What’s the news: A recently published survey finds that about one in four hospitals and one in six physician practices screen their patients for social conditions that affect health, such as food access, housing stability, utility and transportation needs, and interpersonal violence.
Results of the cross-sectional survey of 2,300-plus physician practices and nearly 800 hospitals were published in JAMA Network Open, and they highlight barriers to discovering the factors outside the exam room or hospital wall that can affect health or interfere with patients’ engagement in their clinical care.
Why it matters for patients and physicians: Unmet social needs have a significant impact on a person’s health, affect patients’ access to care and hinder their ability to adhere to treatment plans.
The AMA recognizes the importance of addressing social conditions that affect health, and a recently announced collaboration between the AMA and UnitedHealthcare will work to standardize data collection on SDOH to help address individuals’ unique needs.

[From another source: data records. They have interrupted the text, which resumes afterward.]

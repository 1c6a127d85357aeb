//! Regression tree ensemble evaluated from an exported node table.

use serde::{Deserialize, Serialize};

use super::Regressor;
use crate::error::{Error, Result};

/// One node of an exported regression tree. Index 0 is the root.
#[derive(Debug, Clone, PartialEq, Serialize, Deserialize)]
#[serde(untagged)]
pub enum TreeNode {
    Split { feature: usize, threshold: f64, left: usize, right: usize },
    Leaf { value: f64 },
}

#[derive(Debug, Clone, PartialEq, Serialize, Deserialize)]
pub struct RegressionTree {
    pub nodes: Vec<TreeNode>,
}

impl RegressionTree {
    fn validate(&self, n_features: usize) -> Result<()> {
        if self.nodes.is_empty() {
            return Err(Error::InvalidModel("tree without nodes".to_string()));
        }
        for node in &self.nodes {
            if let TreeNode::Split { feature, left, right, .. } = node {
                if *feature >= n_features || *left >= self.nodes.len() || *right >= self.nodes.len() {
                    return Err(Error::InvalidModel("tree node points outside the model".to_string()));
                }
            }
        }
        Ok(())
    }

    /// Walk from the root; `x[feature] <= threshold` goes left
    pub fn evaluate(&self, x: &[f64]) -> Result<f64> {
        let mut index = 0;
        // a well-formed tree reaches a leaf in fewer steps than it has nodes
        for _ in 0..=self.nodes.len() {
            match &self.nodes[index] {
                TreeNode::Leaf { value } => return Ok(*value),
                TreeNode::Split { feature, threshold, left, right } => {
                    // a missing input compares false and goes right
                    let value = x.get(*feature).copied().unwrap_or(f64::NAN);
                    index = if value <= *threshold { *left } else { *right };
                }
            }
        }
        Err(Error::InvalidModel("cycle in regression tree".to_string()))
    }
}

/// Mean of the predictions of its trees (random forest regressor)
#[derive(Debug, Clone, PartialEq, Serialize, Deserialize)]
pub struct ForestRegressor {
    pub n_features: usize,
    pub trees: Vec<RegressionTree>,
}

impl ForestRegressor {
    pub fn new(n_features: usize, trees: Vec<RegressionTree>) -> Result<Self> {
        let forest = Self { n_features, trees };
        forest.validate()?;
        Ok(forest)
    }

    pub(crate) fn validate(&self) -> Result<()> {
        if self.trees.is_empty() {
            return Err(Error::InvalidModel("forest without trees".to_string()));
        }
        self.trees.iter().try_for_each(|t| t.validate(self.n_features))
    }
}

impl Regressor for ForestRegressor {
    fn predict(&self, inputs: &[f64]) -> Result<f64> {
        if inputs.len() != self.n_features {
            return Err(Error::InvalidInput(format!(
                "forest expects {} features, got {}",
                self.n_features,
                inputs.len()
            )));
        }
        let total = self.trees.iter().map(|t| t.evaluate(inputs)).sum::<Result<f64>>()?;
        Ok(total / self.trees.len() as f64)
    }

    fn name(&self) -> &str {
        "Random Forest"
    }
}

The two organizations are supporting the creation of 23 new ICD-10 codes related to social determinants. ICD-10 codes are typically used to record diagnosis, symptoms and procedures. Social factors that the new codes would capture include:
- Access to nutritious food.
- Adequate and safe housing.
- Available transportation.
- Financial ability to pay for medications.
- Financial ability to pay for utilities.
- Caregiver needs.
“We are clear that 80% of what creates health happens outside of the doctor’s office, therefore it is critical that physicians know and can be responsive to the full context of patients’ lives to ensure optimal health outcomes,” Aletha Maybank, MD, MPH, the AMA’s chief health equity officer, said in an interview.

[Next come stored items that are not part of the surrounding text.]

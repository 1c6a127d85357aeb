//! CLI tool for computing indicators and running dashboard queries offline
//!
//! Usage:
//!   indicators rsi --period 14 < closes.json > rsi.json
//!   indicators ask "precio próximos 14 días" --data data/sol_1d_data_2025.csv

use std::io::{self, Read, Write};
use std::path::PathBuf;

use anyhow::Context;
use clap::{Args, Parser, Subcommand};
use serde::Serialize;

use sol_predictor::volatility::{CALENDAR_DAYS, TRADING_DAYS};
use sol_predictor::{
    annualized_volatility, bollinger_bands, ema, init_tracing, macd, rolling_volatility, rsi, rsi_rolling, sma,
    Analyzer, AppConfig, ForecastEngine, PriceHistory,
};

#[derive(Parser)]
#[command(name = "indicators")]
#[command(about = "Technical indicators over a JSON array read from stdin", long_about = None)]
#[command(version)]
struct Cli {
    #[command(subcommand)]
    command: Commands,
}

#[derive(Args)]
struct SeriesArgs {
    /// Lookback period
    #[arg(short, long, default_value_t = 14)]
    period: usize,
}

#[derive(Subcommand)]
enum Commands {
    /// Simple moving average
    Sma(SeriesArgs),
    /// Exponential moving average
    Ema(SeriesArgs),
    /// Wilder RSI
    Rsi(SeriesArgs),
    /// RSI from simple rolling means of gains and losses
    RsiRolling(SeriesArgs),
    /// MACD line, signal and histogram
    Macd {
        #[arg(long, default_value_t = 12)]
        fast: usize,
        #[arg(long, default_value_t = 26)]
        slow: usize,
        #[arg(long, default_value_t = 9)]
        signal: usize,
    },
    /// Annualized volatility of the last `period` returns (single number)
    Volatility(SeriesArgs),
    /// Rolling annualized volatility, 365 periods per year
    RollingVolatility(SeriesArgs),
    /// Bollinger bands
    Bollinger {
        #[arg(short, long, default_value_t = 20)]
        period: usize,
        #[arg(long, default_value_t = 2.0)]
        std_mult: f64,
    },
    /// Run a dashboard query against a CSV file and print the analysis
    Ask {
        /// Spanish command, e.g. "RSI histórico en 2024"
        query: String,
        /// OHLCV CSV (defaults to DATA_PATH)
        #[arg(short, long)]
        data: Option<PathBuf>,
    },
}

fn read_values() -> anyhow::Result<Vec<f64>> {
    let mut input = String::new();
    io::stdin().read_to_string(&mut input).context("failed to read stdin")?;
    serde_json::from_str(&input).context("stdin must be a JSON array of numbers")
}

fn print_json<T: Serialize>(value: &T) -> anyhow::Result<()> {
    let output = serde_json::to_string(value)?;
    let mut stdout = io::stdout().lock();
    stdout.write_all(output.as_bytes())?;
    stdout.write_all(b"\n")?;
    Ok(())
}

fn ask(query: &str, data: Option<PathBuf>) -> anyhow::Result<()> {
    let mut config = AppConfig::from_env()?;
    if let Some(path) = data {
        config.data_path = path;
    }
    let history = PriceHistory::from_csv(&config.data_path)
        .with_context(|| format!("failed to load {}", config.data_path.display()))?;
    let analyzer = Analyzer::new(history, ForecastEngine::from_config(&config), config.default_forecast_days);
    let analysis = analyzer.analyze(query);

    let output = serde_json::to_string_pretty(&analysis)?;
    io::stdout().lock().write_all(output.as_bytes())?;
    Ok(())
}

fn main() -> anyhow::Result<()> {
    // logs go to stderr so stdout stays valid JSON
    init_tracing("sol_predictor=warn");
    let cli = Cli::parse();

    match cli.command {
        Commands::Sma(args) => print_json(&sma(&read_values()?, args.period)),
        Commands::Ema(args) => print_json(&ema(&read_values()?, args.period)),
        Commands::Rsi(args) => print_json(&rsi(&read_values()?, args.period)),
        Commands::RsiRolling(args) => print_json(&rsi_rolling(&read_values()?, args.period)),
        Commands::Macd { fast, slow, signal } => print_json(&macd(&read_values()?, fast, slow, signal)),
        Commands::Volatility(args) => {
            let vol = annualized_volatility(&read_values()?, args.period);
            print_json(&serde_json::json!({ "volatility": vol, "periods_per_year": TRADING_DAYS }))
        }
        Commands::RollingVolatility(args) => {
            print_json(&rolling_volatility(&read_values()?, args.period, CALENDAR_DAYS))
        }
        Commands::Bollinger { period, std_mult } => print_json(&bollinger_bands(&read_values()?, period, std_mult)),
        Commands::Ask { query, data } => ask(&query, data),
    }
}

What’s next: The AMA has adopted forward-looking policy along several dimensions of health’s social determinants to address the implications for tomorrow’s doctors, payment and health information technology.
In medical education, the AMA supports:
- Efforts designed to integrate training in social determinants of health and cultural competence across the undergraduate medical school curriculum to assure that graduating medical students are well prepared to provide their patients safe, high quality and patient-centered care.
- Faculty development, particularly clinical faculty development, by medical schools to assure that faculty provide medical students' appropriate learning experiences to assure their cultural competence and knowledge of social determinants of health.
- Medical schools in their efforts to evaluate the effectiveness of their social determinants of health and cultural competence teaching of medical students, for example by the AMA serving as a convener of a consortium of interested medical schools to develop Objective Standardized Clinical Exams for use in evaluating medical students' cultural competence.
The AMA also supports payment reform policy proposals that encourage screening for social service needs and referral to community support systems.
And the AMA is urging EHR vendors to adopt SDOH templates that are created with input from the Association, medical specialty societies and others with expertise in social determinants of health metrics and development.